+++ RECORD EXCERPTS

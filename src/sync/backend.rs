// SPDX-License-Identifier: GPL-3.0-only
use async_trait::async_trait;
use serde::Serialize;
use serde::de::DeserializeOwned;
use tracing::{debug, info};
use url::Url;

use crate::cart::models::{CartItem, Credential, RemoteCart};
use crate::executor::{RequestError, RequestExecutor};
use crate::sync::traits::{GatewayError, RemoteCartGateway};
use crate::transport::{HttpRequest, Method};

/// [`RemoteCartGateway`] speaking the `/api/carts` REST contract
pub struct HttpCartGateway {
    executor: RequestExecutor,
}

impl HttpCartGateway {
    pub fn new(executor: RequestExecutor) -> Self {
        Self { executor }
    }

    fn build_request(&self, method: Method, segments: &[&str], credential: &Credential) -> Result<HttpRequest, GatewayError> {
        Ok(HttpRequest::new(method, encode_path(segments)?).bearer(credential.token.clone()))
    }

    async fn send(&self, request: HttpRequest) -> Result<String, GatewayError> {
        match self.executor.execute(&request).await {
            Ok(response) => Ok(response.body),
            Err(RequestError::Network(error)) => Err(GatewayError::Network(error)),
            Err(RequestError::Rejected { status, body }) => Err(GatewayError::Rejected { status, message: body }),
        }
    }

    async fn fetch<T: DeserializeOwned>(&self, request: HttpRequest) -> Result<T, GatewayError> {
        let body = self.send(request).await?;
        serde_json::from_str(&body).map_err(|e| GatewayError::Decode(e.to_string()))
    }
}

/// Join path segments, percent-encoding each one
fn encode_path(segments: &[&str]) -> Result<String, GatewayError> {
    let mut url = Url::parse("cartsync:/").map_err(|e| GatewayError::InvalidRequest(e.to_string()))?;
    url.path_segments_mut()
        .map_err(|_| GatewayError::InvalidRequest("base path cannot hold segments".to_string()))?
        .pop_if_empty()
        .extend(segments);
    Ok(url.path().to_string())
}

#[derive(Serialize)]
#[serde(rename_all = "camelCase")]
struct CreateItemRequest<'a> {
    product_key: &'a str,
    quantity: u32,
}

#[derive(Serialize)]
struct UpdateQuantityRequest {
    quantity: u32,
}

#[async_trait]
impl RemoteCartGateway for HttpCartGateway {
    async fn list_carts(&self, credential: &Credential) -> Result<Vec<RemoteCart>, GatewayError> {
        let request = self.build_request(Method::Get, &["api", "carts"], credential)?;
        let carts: Vec<RemoteCart> = self.fetch(request).await?;
        debug!(count = carts.len(), user_id = %credential.user_id, "Fetched remote carts");
        Ok(carts)
    }

    async fn list_items(&self, cart_id: &str, credential: &Credential) -> Result<Vec<CartItem>, GatewayError> {
        let request = self.build_request(Method::Get, &["api", "carts", cart_id, "items"], credential)?;
        let items: Vec<CartItem> = self.fetch(request).await?;
        info!(cart_id = %cart_id, count = items.len(), "Fetched remote cart items");
        Ok(items)
    }

    async fn create_item(
        &self,
        cart_id: &str,
        credential: &Credential,
        product_key: &str,
        quantity: u32,
    ) -> Result<(), GatewayError> {
        let request = self
            .build_request(Method::Post, &["api", "carts", cart_id, "items"], credential)?
            .json(&CreateItemRequest { product_key, quantity })
            .map_err(|e| GatewayError::InvalidRequest(e.to_string()))?;
        self.send(request).await?;
        info!(cart_id = %cart_id, product_key = %product_key, quantity, "Created remote cart item");
        Ok(())
    }

    async fn update_item_quantity(
        &self,
        cart_id: &str,
        credential: &Credential,
        product_key: &str,
        quantity: u32,
    ) -> Result<(), GatewayError> {
        let request = self
            .build_request(Method::Put, &["api", "carts", cart_id, "items", product_key], credential)?
            .json(&UpdateQuantityRequest { quantity })
            .map_err(|e| GatewayError::InvalidRequest(e.to_string()))?;
        self.send(request).await?;
        info!(cart_id = %cart_id, product_key = %product_key, quantity, "Updated remote cart item");
        Ok(())
    }

    async fn delete_item(&self, cart_id: &str, credential: &Credential, product_key: &str) -> Result<(), GatewayError> {
        let request = self.build_request(Method::Delete, &["api", "carts", cart_id, "items", product_key], credential)?;
        self.send(request).await?;
        info!(cart_id = %cart_id, product_key = %product_key, "Deleted remote cart item");
        Ok(())
    }
}
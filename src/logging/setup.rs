// SPDX-License-Identifier: GPL-3.0-only
use tracing_subscriber::{EnvFilter, fmt, layer::SubscriberExt, util::SubscriberInitExt};

/// Build the level filter. `RUST_LOG` wins over `log_level`, and an
/// unparsable level falls back to `info`.
fn build_filter(log_level: &str) -> EnvFilter {
    EnvFilter::try_from_default_env()
        .or_else(|_| EnvFilter::try_new(log_level))
        .unwrap_or_else(|_| EnvFilter::new("info"))
}

/// Initialize tracing. `json` switches to one JSON object per event for
/// log shippers; otherwise human-readable lines with file and line numbers.
pub fn setup_logging(log_level: &str, json: bool) -> anyhow::Result<()> {
    let registry = tracing_subscriber::registry().with(build_filter(log_level));

    if json {
        registry
            .with(fmt::layer().json().with_current_span(false).with_target(true))
            .try_init()?;
    } else {
        registry
            .with(
                fmt::layer()
                    .with_ansi(true)
                    .with_target(true)
                    .with_file(true)
                    .with_line_number(true),
            )
            .try_init()?;
    }

    Ok(())
}

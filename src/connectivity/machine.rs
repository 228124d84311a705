// SPDX-License-Identifier: GPL-3.0-only
use serde::Serialize;

#[derive(Debug, Clone, Copy, PartialEq, Eq, Default, Serialize)]
#[serde(rename_all = "lowercase")]
pub enum ConnectivityMode {
    /// No credential; the cart lives only locally
    #[default]
    Guest,
    /// Credential present and the remote is believed reachable
    Online,
    /// Credential present but remote calls are failing and suppressed
    Offline,
}

impl std::fmt::Display for ConnectivityMode {
    fn fmt(&self, f: &mut std::fmt::Formatter<'_>) -> std::fmt::Result {
        let name = match self {
            ConnectivityMode::Guest => "guest",
            ConnectivityMode::Online => "online",
            ConnectivityMode::Offline => "offline",
        };
        f.write_str(name)
    }
}

#[derive(Debug, Clone, Copy, PartialEq, Eq)]
pub enum ConnectivityEvent {
    CredentialSet,
    CredentialCleared,
    RemoteReachable,
    RemoteUnreachable,
    /// The reconnect timer's trial resync did not succeed
    ReconnectFailed,
}

#[derive(Debug, Clone, Copy, PartialEq, Eq)]
pub enum ConnectivityEffect {
    ScheduleReconnect,
    CancelReconnect,
    ResetCart,
}

#[derive(Debug, Clone, PartialEq, Eq)]
pub struct Transition {
    pub from: ConnectivityMode,
    pub to: ConnectivityMode,
    pub effects: Vec<ConnectivityEffect>,
}

impl Transition {
    pub fn changed(&self) -> bool {
        self.from != self.to
    }
}

/// Guest / Online / Offline state machine. Pure: effects are returned for
/// the caller to carry out.
#[derive(Debug, Default)]
pub struct ConnectivityMachine {
    mode: ConnectivityMode,
}

impl ConnectivityMachine {
    pub fn new() -> Self {
        Self::default()
    }

    pub fn mode(&self) -> ConnectivityMode {
        self.mode
    }

    pub fn handle(&mut self, event: ConnectivityEvent) -> Transition {
        use ConnectivityEffect::*;
        use ConnectivityEvent::*;
        use ConnectivityMode::*;

        let from = self.mode;
        let (to, effects) = match (from, event) {
            (Offline, CredentialSet) => (Online, vec![CancelReconnect]),
            (_, CredentialSet) => (Online, vec![]),
            (Guest, CredentialCleared) => (Guest, vec![]),
            (_, CredentialCleared) => (Guest, vec![CancelReconnect, ResetCart]),
            (Offline, RemoteReachable) => (Online, vec![CancelReconnect]),
            (Online, RemoteUnreachable) => (Offline, vec![ScheduleReconnect]),
            (Offline, ReconnectFailed) => (Offline, vec![ScheduleReconnect]),
            (mode, _) => (mode, vec![]),
        };

        self.mode = to;
        Transition { from, to, effects }
    }
}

++++++

YOUR TASK -
Copy each line in the entries above where the word "effects" shows up.

REPLY TO THE EXERCISE -
    pub effects: Vec<ConnectivityEffect>,
/// Guest / Online / Offline state machine. Pure: effects are returned for
        let (to, effects) = match (from, event) {
        Transition { from, to, effects }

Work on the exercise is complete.